REQUIRED ACTION :: Below are some entries. Repeat exactly the lines from the one with "#[tokio::main]" through the one with "let settings = load_app_settings()?;", and only those.

MATERIAL SHOWN ::

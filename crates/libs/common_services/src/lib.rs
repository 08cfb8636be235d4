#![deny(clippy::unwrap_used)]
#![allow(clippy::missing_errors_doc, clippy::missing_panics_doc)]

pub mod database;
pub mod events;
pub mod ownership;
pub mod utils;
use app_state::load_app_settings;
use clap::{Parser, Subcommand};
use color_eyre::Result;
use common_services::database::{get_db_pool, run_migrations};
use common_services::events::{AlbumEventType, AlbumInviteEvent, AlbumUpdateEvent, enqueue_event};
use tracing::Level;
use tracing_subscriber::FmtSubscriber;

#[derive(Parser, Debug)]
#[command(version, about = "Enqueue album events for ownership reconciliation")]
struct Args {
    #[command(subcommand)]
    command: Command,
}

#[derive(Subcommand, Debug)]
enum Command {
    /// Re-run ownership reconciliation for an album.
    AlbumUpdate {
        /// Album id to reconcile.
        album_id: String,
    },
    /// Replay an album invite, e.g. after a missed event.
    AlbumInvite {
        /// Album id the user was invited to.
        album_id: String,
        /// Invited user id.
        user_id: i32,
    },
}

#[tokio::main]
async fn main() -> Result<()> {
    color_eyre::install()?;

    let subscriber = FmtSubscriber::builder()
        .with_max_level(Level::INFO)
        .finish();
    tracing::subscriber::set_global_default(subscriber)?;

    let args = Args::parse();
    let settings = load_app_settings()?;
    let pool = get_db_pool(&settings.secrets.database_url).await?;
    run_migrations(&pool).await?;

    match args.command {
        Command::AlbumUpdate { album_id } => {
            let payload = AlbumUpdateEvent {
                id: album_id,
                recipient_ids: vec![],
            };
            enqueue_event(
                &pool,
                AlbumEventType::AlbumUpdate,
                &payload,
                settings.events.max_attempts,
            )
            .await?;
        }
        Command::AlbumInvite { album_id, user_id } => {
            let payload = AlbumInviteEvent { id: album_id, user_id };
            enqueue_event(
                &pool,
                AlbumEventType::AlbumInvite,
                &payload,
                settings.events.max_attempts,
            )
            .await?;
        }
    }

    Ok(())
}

RESPONSE TO THIS TASK ::
#[tokio::main]
async fn main() -> Result<()> {
    color_eyre::install()?;

    let subscriber = FmtSubscriber::builder()
        .with_max_level(Level::INFO)
        .finish();
    tracing::subscriber::set_global_default(subscriber)?;

    let args = Args::parse();
    let settings = load_app_settings()?;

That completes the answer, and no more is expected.